■ Task description ■
From the first line of the data below through the line holding "in insertion order", write out each line exactly as it stands.

■ Material supplied ■
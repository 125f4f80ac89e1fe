//! Repository traits (ports) - define the interface for data access
//!
//! One repository per persisted collection. The domain layer defines what it
//! needs and the store crate provides key-value backed implementations.

use async_trait::async_trait;

use crate::entities::{Chat, Listing, Message, PendingChallenge, Session, Submission, User};
use crate::error::DomainError;
use crate::value_objects::{PhoneNumber, RecordId};

/// Result type for repository operations
pub type RepoResult<T> = Result<T, DomainError>;

// ============================================================================
// User Repository
// ============================================================================

#[async_trait]
pub trait UserRepository: Send + Sync {
    async fn find_by_id(&self, id: RecordId) -> RepoResult<Option<User>>;

    async fn find_by_phone(&self, phone: &PhoneNumber) -> RepoResult<Option<User>>;

    /// Case-insensitive username lookup
    async fn find_by_username(&self, username: &str) -> RepoResult<Option<User>>;

    async fn list(&self) -> RepoResult<Vec<User>>;

    async fn create(&self, user: &User) -> RepoResult<()>;

    /// Remove a user record; returns whether it existed
    async fn delete(&self, id: RecordId) -> RepoResult<bool>;
}

// ============================================================================
// Listing Repository (public catalog)
// ============================================================================

#[async_trait]
pub trait ListingRepository: Send + Sync {
    async fn find_by_id(&self, id: RecordId) -> RepoResult<Option<Listing>>;

    /// Full catalog snapshot in insertion order
    async fn list(&self) -> RepoResult<Vec<Listing>>;

    async fn create(&self, listing: &Listing) -> RepoResult<()>;

    async fn update(&self, listing: &Listing) -> RepoResult<()>;

    async fn delete(&self, id: RecordId) -> RepoResult<bool>;
}

// ============================================================================
// Submission Repository (admin tracking)
// ============================================================================

#[async_trait]
pub trait SubmissionRepository: Send + Sync {
    async fn find_by_id(&self, id: RecordId) -> RepoResult<Option<Submission>>;

    async fn list(&self) -> RepoResult<Vec<Submission>>;

    async fn create(&self, submission: &Submission) -> RepoResult<()>;

    async fn delete(&self, id: RecordId) -> RepoResult<bool>;
}

// ============================================================================
// Chat Repository
// ============================================================================

#[async_trait]
pub trait ChatRepository: Send + Sync {
    async fn find_by_id(&self, id: RecordId) -> RepoResult<Option<Chat>>;

    /// Find the direct chat between two users (unordered pair)
    async fn find_direct(&self, user_a: RecordId, user_b: RecordId) -> RepoResult<Option<Chat>>;

    /// All chats the user participates in
    async fn find_by_user(&self, user_id: RecordId) -> RepoResult<Vec<Chat>>;

    async fn create(&self, chat: &Chat) -> RepoResult<()>;

    async fn update(&self, chat: &Chat) -> RepoResult<()>;

    async fn delete(&self, id: RecordId) -> RepoResult<bool>;
}

// ============================================================================
// Message Repository
// ============================================================================

#[async_trait]
pub trait MessageRepository: Send + Sync {
    /// Messages stamped with the chat id, oldest first
    async fn find_by_chat(&self, chat_id: RecordId) -> RepoResult<Vec<Message>>;

    /// Append a batch of records in one write
    async fn create_many(&self, messages: &[Message]) -> RepoResult<()>;

    /// Mark every message in the chat addressed to `reader` as read; returns how many changed
    async fn mark_read(&self, chat_id: RecordId, reader: RecordId) -> RepoResult<usize>;

    async fn count(&self) -> RepoResult<usize>;
}

// ============================================================================
// Session Repository
// ============================================================================

#[async_trait]
pub trait SessionRepository: Send + Sync {
    async fn current(&self) -> RepoResult<Option<Session>>;

    async fn set_current(&self, session: &Session) -> RepoResult<()>;

    async fn clear_current(&self) -> RepoResult<()>;

    async fn pending_challenge(&self) -> RepoResult<Option<PendingChallenge>>;

    async fn set_pending_challenge(&self, challenge: &PendingChallenge) -> RepoResult<()>;

    async fn clear_pending_challenge(&self) -> RepoResult<()>;
}
//! Service layer error types
//!
//! Provides a unified error type for all service operations.

use market_common::AppError;
use market_core::DomainError;
use std::fmt;

/// Service layer error type
#[derive(Debug)]
pub enum ServiceError {
    /// Domain rule violation
    Domain(DomainError),

    /// Validation error
    Validation(String),

    /// The verification provider could not issue a code
    CodeDelivery(String),

    /// Internal error
    Internal(String),
}

impl fmt::Display for ServiceError {
    fn fmt(&self, f: &mut fmt::Formatter<'_>) -> fmt::Result {
        match self {
            Self::Domain(e) => write!(f, "{e}"),
            Self::Validation(msg) => write!(f, "Validation error: {msg}"),
            Self::CodeDelivery(msg) => write!(f, "Code delivery failed: {msg}"),
            Self::Internal(msg) => write!(f, "Internal error: {msg}"),
        }
    }
}

impl std::error::Error for ServiceError {
    fn source(&self) -> Option<&(dyn std::error::Error + 'static)> {
        match self {
            Self::Domain(e) => Some(e),
            _ => None,
        }
    }
}

impl ServiceError {
    /// Create a validation error
    pub fn validation(msg: impl Into<String>) -> Self {
        Self::Validation(msg.into())
    }

    /// Create an internal error
    pub fn internal(msg: impl Into<String>) -> Self {
        Self::Internal(msg.into())
    }

    /// Borrow the wrapped domain error, if any
    pub fn as_domain(&self) -> Option<&DomainError> {
        match self {
            Self::Domain(e) => Some(e),
            _ => None,
        }
    }

    /// Get the HTTP-style status code for this error
    pub fn status_code(&self) -> u16 {
        match self {
            Self::Domain(e) => AppError::domain_status_code(e),
            Self::Validation(_) => 400,
            Self::CodeDelivery(_) => 502,
            Self::Internal(_) => 500,
        }
    }

    /// Get the stable error code
    pub fn error_code(&self) -> &str {
        match self {
            Self::Domain(e) => e.code(),
            Self::Validation(_) => "VALIDATION_ERROR",
            Self::CodeDelivery(_) => "CODE_DELIVERY_FAILED",
            Self::Internal(_) => "INTERNAL_ERROR",
        }
    }

    /// Short message suitable for showing inline next to a form
    pub fn user_message(&self) -> String {
        if let Some(e) = self.as_domain() {
            return match e {
                e if e.is_verification_failure() => "Invalid or expired OTP".to_string(),
                DomainError::ProviderError(_) => "Failed to send OTP".to_string(),
                DomainError::InvalidPhone(_)
                | DomainError::InvalidUsername(_)
                | DomainError::UsernameRequired
                | DomainError::UsernameTaken
                | DomainError::EmptyMessage
                | DomainError::SelfChat
                | DomainError::AlreadyReviewed
                | DomainError::ListingUnavailable => e.to_string(),
                DomainError::ValidationError(msg) => msg.clone(),
                DomainError::NotSignedIn => "Please log in to continue".to_string(),
                DomainError::AdminRequired | DomainError::NotParticipant(_) => {
                    "You do not have permission to do that".to_string()
                }
                e if e.is_not_found() => "The requested item no longer exists".to_string(),
                _ => "Something went wrong. Please try again.".to_string(),
            };
        }

        match self {
            Self::CodeDelivery(_) => "Failed to send OTP".to_string(),
            Self::Validation(msg) => msg.clone(),
            _ => "Something went wrong. Please try again.".to_string(),
        }
    }
}

impl From<DomainError> for ServiceError {
    fn from(err: DomainError) -> Self {
        Self::Domain(err)
    }
}

impl From<validator::ValidationErrors> for ServiceError {
    fn from(errors: validator::ValidationErrors) -> Self {
        let mut messages: Vec<String> = errors
            .field_errors()
            .into_iter()
            .flat_map(|(field, errs)| {
                errs.iter().map(move |e| {
                    e.message
                        .as_ref()
                        .map_or_else(|| format!("{field} is invalid"), ToString::to_string)
                })
            })
            .collect();
        messages.sort();
        Self::Validation(messages.join(", "))
    }
}

impl From<ServiceError> for AppError {
    fn from(err: ServiceError) -> Self {
        match err {
            ServiceError::Domain(e) => AppError::Domain(e),
            ServiceError::Validation(msg) => AppError::Validation(msg),
            ServiceError::CodeDelivery(msg) => AppError::ExternalService(msg),
            ServiceError::Internal(msg) => AppError::Internal(anyhow::anyhow!(msg)),
        }
    }
}

/// Result type for service operations
pub type ServiceResult<T> = Result<T, ServiceError>;
//! Domain entities - core business objects

mod chat;
mod listing;
mod message;
mod session;
mod user;

pub use chat::{Chat, ChatKind, PERSONAL_BROADCAST_NAME};
pub use listing::{
    Listing, ListingStatus, ReviewStatus, Submission, VerificationStatus, DEFAULT_PLATFORM,
    MAX_LISTING_IMAGES,
};
pub use message::{LastMessage, Message, MessageKind, IMAGE_PREVIEW};
pub use session::{PendingChallenge, Session};
pub use user::{Role, User};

■ Problem solution ■
repository 125f4f80ac89e1fe
//! Repository traits (ports) - define the interface for data access
//!
//! One repository per persisted collection. The domain layer defines what it
//! needs and the store crate provides key-value backed implementations.

use async_trait::async_trait;

use crate::entities::{Chat, Listing, Message, PendingChallenge, Session, Submission, User};
use crate::error::DomainError;
use crate::value_objects::{PhoneNumber, RecordId};

/// Result type for repository operations
pub type RepoResult<T> = Result<T, DomainError>;

// ============================================================================
// User Repository
// ============================================================================

#[async_trait]
pub trait UserRepository: Send + Sync {
    async fn find_by_id(&self, id: RecordId) -> RepoResult<Option<User>>;

    async fn find_by_phone(&self, phone: &PhoneNumber) -> RepoResult<Option<User>>;

    /// Case-insensitive username lookup
    async fn find_by_username(&self, username: &str) -> RepoResult<Option<User>>;

    async fn list(&self) -> RepoResult<Vec<User>>;

    async fn create(&self, user: &User) -> RepoResult<()>;

    /// Remove a user record; returns whether it existed
    async fn delete(&self, id: RecordId) -> RepoResult<bool>;
}

// ============================================================================
// Listing Repository (public catalog)
// ============================================================================

#[async_trait]
pub trait ListingRepository: Send + Sync {
    async fn find_by_id(&self, id: RecordId) -> RepoResult<Option<Listing>>;

    /// Full catalog snapshot in insertion order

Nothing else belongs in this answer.